D. O capital social da 1ª Ré passou assim a representar-se por 125.000 acções do valor nominal de mil escudos cada, o equivalente a € 4,99, integralmente subscrito nos termos da realização do capital social na anterior forma jurídica.
E. Em 18.01.02, os Autores solicitaram à Ré a entrega das acções que lhes pertenciam, tendo esta respondido que dos elementos existentes não consta qualquer acção em nome dos Autores e que não existem quaisquer acções depositadas em seu nome.
F. Em 25 de Julho de 2002, foi publicado no Diário da República o anúncio de uma deliberação da Ré para designação dos seus órgãos sociais para o triénio 2001/2003, ali constando que tal deliberação foi tomada em 30 de Abril de 2001.
G. Os Autores não tomaram conhecimento de qualquer convocatória para Assembleia Geral da Ré no dia mencionado em F).
H. (…) não tendo sido publicada no Diário da República qualquer convocatória para tal Assembleia.

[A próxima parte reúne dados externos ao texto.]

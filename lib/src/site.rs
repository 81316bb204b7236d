use std::path::{Path, PathBuf};
use std::sync::Arc;
use std::time::Instant;

use rayon::prelude::*;
use rustc_hash::{FxHashMap, FxHashSet};

use crate::classify::Rules;
use crate::config::Config;
use crate::error::{Chainable, ErrorKind, Result};
use crate::markdown::{CommonMark, MarkdownRenderer};
use crate::page::{self, Page};
use crate::registry::Registry;
use crate::render::layout_file_name;
use crate::scope::{Resolvers, ScopeUnits};

/// Root files that can serve as the home page, in order of preference.
pub const HOME_PAGES: &[&str] = &["index.html", "index.md", "index.txt"];

/// Everything one parse cycle produces. Immutable once built.
#[derive(derive_more::Debug)]
pub struct Site {
    root: PathBuf,
    layouts_dir: String,
    /// Layout sources, keyed by their path inside the layouts directory.
    #[debug("{:?}", layouts.keys().collect::<Vec<_>>())]
    layouts: FxHashMap<String, String>,
    statics: Vec<String>,
    #[debug(skip)]
    static_set: FxHashSet<String>,
    registry: Registry,
    #[debug(skip)]
    kinds: Arc<serde_json::Value>,
    scope: ScopeUnits,
}

impl Site {
    /// Walks, classifies and parses the project described by `config`.
    pub fn parse(config: &Config, resolvers: Resolvers) -> Result<Site> {
        Site::parse_with(config, resolvers, &CommonMark::default())
    }

    pub fn parse_with(
        config: &Config,
        resolvers: Resolvers,
        markdown: &dyn MarkdownRenderer,
    ) -> Result<Site> {
        let start = Instant::now();
        let root = config.root.as_path();
        let extensions = resolvers.extensions();
        let classified = Rules::new(config, &extensions).classify(root)?;

        let layouts_prefix = format!("{}/", config.settings.layouts_dir);
        let layouts = classified.layouts.par_iter()
            .map(|relative| {
                let name = relative.strip_prefix(&layouts_prefix).unwrap_or(relative);
                Ok((name.to_string(), read(root, relative)?))
            })
            .collect::<Result<FxHashMap<_, _>>>()?;

        let scope_files: FxHashSet<&str> = classified.scope.iter().map(|s| s.as_str()).collect();
        let pages = classified.content.par_iter()
            .map(|relative| {
                let raw = read(root, relative)?;
                let scope = page::scope_sibling(relative, &extensions, |p| scope_files.contains(p));
                Page::parse(relative, &raw, markdown, scope)
            })
            .collect::<Result<Vec<_>>>()?;

        let mut registry = Registry::new();
        for page in pages {
            registry.add(page)?;
        }

        registry.sort_by_date();
        let kinds = Arc::new(registry.kinds_value()?);
        log::info!(target: "wren::site",
            "parsed {} pages, {} static files, {} layouts in {}ms",
            registry.len(), classified.statics.len(), layouts.len(), start.elapsed().as_millis());

        Ok(Site {
            root: root.to_path_buf(),
            layouts_dir: config.settings.layouts_dir.clone(),
            layouts,
            static_set: classified.statics.iter().cloned().collect(),
            statics: classified.statics,
            registry,
            kinds,
            scope: ScopeUnits::new(root, resolvers),
        })
    }

    /// Checks that the home page and the default layout exist.
    pub fn validate(&self, config: &Config) -> Result<()> {
        let mut errors = vec![];
        if !HOME_PAGES.iter().any(|p| self.registry.iter().any(|page| page.relative_path == *p)) {
            errors.push(error! {
                "missing home page",
                "expected one of" => HOME_PAGES.join(", "),
                "project root" => self.root.display(),
            });
        }

        let default_layout = layout_file_name(&config.settings.default_layout);
        if self.layout(&default_layout).is_none() {
            errors.push(error! {
                "missing default layout",
                "expected" => config.default_layout_path(),
                "project root" => self.root.display(),
            });
        }

        match errors.into_iter().reduce(|a, b| a.chain(b)) {
            Some(error) => Err(error.with_kind(ErrorKind::Configuration)),
            None => Ok(()),
        }
    }

    pub fn root(&self) -> &Path {
        &self.root
    }

    /// All pages, newest first.
    pub fn pages(&self) -> &[Page] {
        self.registry.pages()
    }

    pub fn with_url(&self, url: &str) -> Option<&Page> {
        self.registry.with_url(url)
    }

    /// Pages grouped by kind, as templates see them.
    pub fn kinds(&self) -> &Arc<serde_json::Value> {
        &self.kinds
    }

    /// The source of the layout at `name` inside the layouts directory.
    pub fn layout(&self, name: &str) -> Option<&str> {
        self.layouts.get(name).map(|s| s.as_str())
    }

    /// Relative paths of every layout file.
    pub fn layout_paths(&self) -> impl Iterator<Item = String> + '_ {
        self.layouts.keys().map(|name| format!("{}/{}", self.layouts_dir, name))
    }

    /// Relative `/`-separated paths of static files.
    pub fn statics(&self) -> &[String] {
        &self.statics
    }

    pub fn is_static(&self, relative: &str) -> bool {
        self.static_set.contains(relative)
    }

    pub fn scope_units(&self) -> &ScopeUnits {
        &self.scope
    }
}

fn read(root: &Path, relative: &str) -> Result<String> {
    std::fs::read_to_string(root.join(relative))
        .chain_with(|| error!("failed to read source file", "file" => relative))
}

#[cfg(test)]
mod tests {
    use super::*;

    static_assertions::assert_impl_all!(Site: Send, Sync);

    fn project(files: &[(&str, &str)]) -> tempfile::TempDir {
        let dir = tempfile::tempdir().unwrap();
        for (path, contents) in files {
            let path = dir.path().join(path);
            std::fs::create_dir_all(path.parent().unwrap()).unwrap();
            std::fs::write(path, contents).unwrap();
        }

        dir
    }

    #[test]
    fn parses_a_project() {
        let dir = project(&[
            ("index.md", "# Home"),
            ("_posts/2024-01-01-hello.md", "hi"),
            ("_posts/2023-01-01-old.md", "old"),
            ("css/site.css", "body {}"),
            ("_layouts/layout.html", "{{ content }}"),
            ("_layouts/partials/post.html", "{{ content }}"),
        ]);

        let config = Config::new(dir.path());
        let site = Site::parse(&config, Resolvers::empty()).unwrap();
        site.validate(&config).unwrap();

        assert_eq!(site.pages().len(), 3);
        assert_eq!(site.pages()[0].url, "/posts/2024-01-01-hello.html");
        assert_eq!(site.with_url("/").unwrap().relative_path, "index.md");
        assert_eq!(site.statics(), ["css/site.css"]);
        assert!(site.is_static("css/site.css"));
        assert!(site.layout("layout.html").is_some());
        assert!(site.layout("partials/post.html").is_some());
        assert_eq!(site.kinds()["posts"][1]["url"], "/posts/2023-01-01-old.html");

        let mut layouts: Vec<_> = site.layout_paths().collect();
        layouts.sort();
        assert_eq!(layouts, ["_layouts/layout.html", "_layouts/partials/post.html"]);
    }

    #[test]
    fn validation_reports_missing_required_files() {
        let dir = project(&[("about.html", "x")]);
        let config = Config::new(dir.path());
        let site = Site::parse(&config, Resolvers::empty()).unwrap();
        let error = site.validate(&config).unwrap_err();
        assert_eq!(error.kind(), ErrorKind::Configuration);

        let text = error.to_string();
        assert!(text.contains("missing home page"));
        assert!(text.contains("_layouts/layout.html"));
    }

    #[test]
    fn bad_front_matter_fails_the_parse() {
        let dir = project(&[("index.html", "---\nnot metadata\n---\nx")]);
        let error = Site::parse(&Config::new(dir.path()), Resolvers::empty()).unwrap_err();
        assert_eq!(error.kind(), ErrorKind::Parse);
        assert!(error.to_string().contains("index.html"));
    }

    #[test]
    fn scope_siblings_are_attached() {
        let dir = project(&[
            ("index.html", "x"),
            ("index.scope", "handler"),
            ("about.html", "x"),
        ]);

        let resolvers = Resolvers::empty().with(crate::scope::HandlerTable::new());
        let site = Site::parse(&Config::new(dir.path()), resolvers).unwrap();
        assert_eq!(site.with_url("/").unwrap().scope_generator.as_deref(), Some("index.scope"));
        assert!(site.with_url("/about.html").unwrap().scope_generator.is_none());
        assert!(site.statics().is_empty());
    }
}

I. (…) não tendo os Autores, por outro lado, sido convocados para qualquer Assembleia posterior a 30 de Abril de 2001,
J. As acções da Ré foram emitidas ao portador em 8 de Agosto de 1989 e entregues a todos os seus sócios (6º).

Fundamentos
A pretensão resultante do presente recurso de apelação, como resulta das alegações respectivas, consiste em conhecer da bondade das respostas aos pontos 1º e 6º da Base Instrutória, os quais, na pretensão recursória, deveriam antes ter sido respondidos provado e não provado, pelas razões adrede mencionadas.
Concomitantemente, conhecer da procedência da acção e do bem fundado da condenação como litigantes de má fé dos AA.
Vejamos pois.
I
Começaremos por analisar a questão posta da necessidade da prova documental quanto à emissão e entrega de acções, a que se refere o quesito 6º, ao qual foi respondido “provado” e portanto consta, na íntegra, dos factos provados, conforme supra.
O Recorrente invoca normas, hoje revogadas, mas que transitaram para o Código de Valores Mobiliários com uma disciplina semelhante ou equivalente – são essas normas as dos artºs 305º e 330º C.S.Com.
Estas normas reportam-se ao registo de acções e, naturalmente, cumpre-nos averiguar do verdadeiro significado do registo.
Sobre o mesmo escreveu Pinto Furtado, Das Sociedades em Especial, II/271 e 272, que se trata de um “registo privado social”, continuando “qualquer accionista, só pelo facto de o ser, independentemente do número de acções de que seja titular, tem acesso ao livro e pode tomar conhecimento dos registos nele efectuados; a função destes é pois tornarem-se conhecidos dos sócios; constituem actos de registo interno, feitos pela sociedade e destinados aos seus sócios”.
Fica bom de ver que o registo invocado pelos Recorrentes nada tem a ver com a emissão de acções tituladas rectius representadas por documentos de papel (Meneses Cordeiro, Manual, II/§ 266).
É claro que a questão é de magna importância para os Recorrentes.
Nos termos do artº 274º C.S.Com., a qualidade de sócio não depende da emissão e entrega do título de acção; surge com a outorga do contrato de sociedade ou da escritura de aumento de capital – sobre a distinção, cf. Ac.R.P. 17/2/00 Col.I/220.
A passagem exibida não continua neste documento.